Nuovi mari, altri viaggi. Mentre parla, il dottor Pier Luigi si appassiona si diverte, si emoziona. Il piglio del manager si sovrappone a un certo fascino da esploratore. Come quando racconta del suo viaggio in Myanmar, nel 2010, alla scoperta del fiore di loto. "Un colto amico giapponese mi regalò un taglio di questo tessuto, morbidissimo e mai conosciuto prima, fatto con i fili del fiore di loto, che cresce sul lago Inle in Birmania". Loro Piana, con la moglie, partì alla ricerca di questi pochi artigiani tessili, custodi di un segreto antico e mai sviluppato: "Li ho praticamente adottati. Oggi sono diventati una piccola comunità produttiva che fila in esclusiva per noi". Ogni partita arriva poi in Italia, dove vengono realizzati tutti i capi del gruppo. Sull’argomento, l’industriale si scalda. "In tanti, per tanti anni, abbiamo lavorato duro per consolidare l’immagine di ciò che viene fatto nel nostro Paese: guai a chi lo abusa e svilisce con prodotti non all’altezza della qualità e dello stile che abbiamo l’onore ma anche l’onere di rappresentare".

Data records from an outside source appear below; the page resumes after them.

//! Client builder for configuring the endpoint, content settings and
//! observability
//!
//! The `ClientBuilder` provides a fluent API for configuring a client before
//! it is built. It allows you to:
//! - Set the media type, charset, user agent and custom headers
//! - Register content decoders for compressed responses
//! - Plug in a custom HTTP invoker or id generator
//! - Configure observability (OpenTelemetry)
//!
//! # Examples
//!
//! ```rust,no_run
//! use jrh_client::ClientBuilder;
//! use jrh_core::{Charset, SequentialIdGenerator};
//! use std::sync::Arc;
//! use std::time::Duration;
//!
//! # fn example() -> jrh_core::Result<()> {
//! let client = ClientBuilder::new("https://rpc.example.com/v1")
//!     .charset(Charset::Utf8)
//!     .user_agent("billing/2.1")
//!     .header("authorization", "Bearer token")
//!     .timeout(Duration::from_secs(10))
//!     .id_generator(Arc::new(SequentialIdGenerator::new()))
//!     .build()?;
//!
//! // With observability
//! let client2 = ClientBuilder::new("https://rpc.example.com/v1")
//!     .with_default_observability()
//!     .service_name("billing")
//!     .build()?;
//! # Ok(())
//! # }
//! ```

use crate::config::ClientConfig;
use crate::content::{parse_header, ContentDecoder, ContentDecoders, ContentNegotiation, DEFAULT_MEDIA_TYPE};
use crate::transport::{HttpInvoker, ReqwestInvoker};
use crate::{ClientMetrics, JrhClient};
use http::HeaderMap;
use jrh_core::{Charset, ContractRegistry, Error, IdGenerator, Result, UuidIdGenerator};
use std::sync::Arc;
use std::time::Duration;
use url::Url;

/// Builder for configuring and creating a JrhClient
pub struct ClientBuilder {
    uri: String,
    media_type: String,
    charset: Charset,
    user_agent: Option<String>,
    headers: Vec<(String, String)>,
    decoders: ContentDecoders,
    id_generator: Option<Arc<dyn IdGenerator>>,
    invoker: Option<Arc<dyn HttpInvoker>>,
    timeout: Option<Duration>,
    observability_config: Option<jrh_core::ObservabilityConfig>,
    service_name: Option<String>,
}

impl ClientBuilder {
    /// Create a new client builder
    pub fn new(uri: impl Into<String>) -> Self {
        Self {
            uri: uri.into(),
            media_type: DEFAULT_MEDIA_TYPE.to_string(),
            charset: Charset::Utf8,
            user_agent: None,
            headers: Vec::new(),
            decoders: ContentDecoders::new(),
            id_generator: None,
            invoker: None,
            timeout: None,
            observability_config: None,
            service_name: None,
        }
    }

    /// Seed a builder from serializable settings
    ///
    /// # Errors
    ///
    /// `Error::UnsupportedCharset` if the configured charset is not
    /// supported.
    pub fn from_config(config: &ClientConfig) -> Result<Self> {
        let mut builder = Self::new(config.uri.clone())
            .media_type(config.media_type.clone())
            .charset(Charset::parse(&config.charset)?);
        if let Some(user_agent) = &config.user_agent {
            builder = builder.user_agent(user_agent.clone());
        }
        for (name, value) in &config.headers {
            builder = builder.header(name.clone(), value.clone());
        }
        if let Some(timeout_ms) = config.timeout_ms {
            builder = builder.timeout(Duration::from_millis(timeout_ms));
        }
        Ok(builder)
    }

    /// Set the media type (default `application/json-rpc`)
    pub fn media_type(mut self, media_type: impl Into<String>) -> Self {
        self.media_type = media_type.into();
        self
    }

    /// Set the charset request bodies are encoded in (default utf-8)
    pub fn charset(mut self, charset: Charset) -> Self {
        self.charset = charset;
        self
    }

    /// Send a `User-Agent` header
    pub fn user_agent(mut self, user_agent: impl Into<String>) -> Self {
        self.user_agent = Some(user_agent.into());
        self
    }

    /// Send a custom header with every request
    ///
    /// Repeating a name sends every value. A custom header replaces a
    /// built-in one of the same name.
    pub fn header(mut self, name: impl Into<String>, value: impl Into<String>) -> Self {
        self.headers.push((name.into(), value.into()));
        self
    }

    /// Accept a content coding and decode it with `decoder`
    pub fn content_decoder(mut self, decoder: Arc<dyn ContentDecoder>) -> Self {
        self.decoders.register(decoder);
        self
    }

    /// Draw ids for calls made without one from `generator` (default: random
    /// UUIDs)
    pub fn id_generator(mut self, generator: Arc<dyn IdGenerator>) -> Self {
        self.id_generator = Some(generator);
        self
    }

    /// Perform exchanges with `invoker` instead of the default reqwest client
    pub fn invoker(mut self, invoker: Arc<dyn HttpInvoker>) -> Self {
        self.invoker = Some(invoker);
        self
    }

    /// Time limit of one exchange with the default invoker
    ///
    /// A custom [`invoker`](Self::invoker) enforces its own limits, so
    /// setting both fails at [`build`](Self::build).
    pub fn timeout(mut self, timeout: Duration) -> Self {
        self.timeout = Some(timeout);
        self
    }

    /// Enable OpenTelemetry observability with custom configuration
    pub fn with_observability(mut self, config: jrh_core::ObservabilityConfig) -> Self {
        self.observability_config = Some(config);
        self
    }

    /// Enable OpenTelemetry observability with default configuration
    pub fn with_default_observability(mut self) -> Self {
        self.observability_config = Some(jrh_core::ObservabilityConfig::default());
        self
    }

    /// Set service name for observability (used if observability is enabled)
    pub fn service_name(mut self, name: impl Into<String>) -> Self {
        self.service_name = Some(name.into());
        self
    }

    /// Build the client
    ///
    /// # Errors
    ///
    /// `Error::Configuration` if the URI is not an absolute http/https URI,
    /// a header or the media type is malformed, a timeout is combined with a
    /// custom invoker, the HTTP client cannot be created, or observability
    /// fails to initialize.
    pub fn build(self) -> Result<JrhClient> {
        let uri = Url::parse(&self.uri)
            .map_err(|e| Error::Configuration(format!("Invalid URI '{}': {}", self.uri, e)))?;
        if !matches!(uri.scheme(), "http" | "https") {
            return Err(Error::Configuration(format!(
                "Unsupported URI scheme: {}",
                uri.scheme()
            )));
        }

        let mut headers = HeaderMap::new();
        for (name, value) in &self.headers {
            let (name, value) = parse_header(name, value)?;
            headers.append(name, value);
        }

        let content = ContentNegotiation::new(
            self.media_type,
            self.charset,
            self.user_agent,
            headers,
            self.decoders,
        )?;

        let invoker: Arc<dyn HttpInvoker> = match (self.invoker, self.timeout) {
            (Some(_), Some(_)) => {
                return Err(Error::Configuration(
                    "A timeout cannot be applied to a custom invoker".to_string(),
                ))
            }
            (Some(invoker), None) => invoker,
            (None, timeout) => Arc::new(ReqwestInvoker::with_timeout(timeout)?),
        };

        // Initialize observability if configured
        let metrics = if let Some(mut config) = self.observability_config {
            if let Some(name) = self.service_name {
                config.service_name = name;
            }

            jrh_core::init_observability(config.clone()).map_err(|e| {
                Error::Configuration(format!("Failed to initialize observability: {}", e))
            })?;

            Some(Arc::new(ClientMetrics::new(config.service_name)))
        } else {
            None
        };

        tracing::debug!(uri = %uri, media_type = %content.media_type(), charset = %content.charset(), "Client built");

        Ok(JrhClient {
            uri,
            invoker,
            content,
            contracts: ContractRegistry::new(),
            id_generator: self
                .id_generator
                .unwrap_or_else(|| Arc::new(UuidIdGenerator)),
            metrics,
        })
    }
}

Si coglie la passione dell’uomo: certamente quella dell’imprenditore a capo di 2.533 dipendenti, ma anche e soprattutto quella di chi sa di essere la sesta generazione di un’azienda dal fortissimo imprinting familiare. "Se ne sono dette di tutti i colori su queste realtà, tipicamente italiane, ma sono convinto che essere al comando di qualcosa che ti appartiene sia un vantaggio che dà maggiore motivazione". Quanto al futuro dell’azienda, oggi in mano a lui, al fratello e alla sorella, dice: “Stiamo verificando le diverse attitudini di ognuno dei nostri figli, tutti di età diverse, per valutare chi e come potrà partecipare a gestire il successo del gruppo”. Poi conclude: "La finanza e l’organizzazione si possono comprare pagando i migliori manager, ma l’amore per una storia che è la tua non si trova sul mercato".
Le cose, purtroppo, sono andate in modo diverso. Ma chi lo ha conosciuto sa che non sono stati solo i soldi dei francesi
a fargli cambiare rotta.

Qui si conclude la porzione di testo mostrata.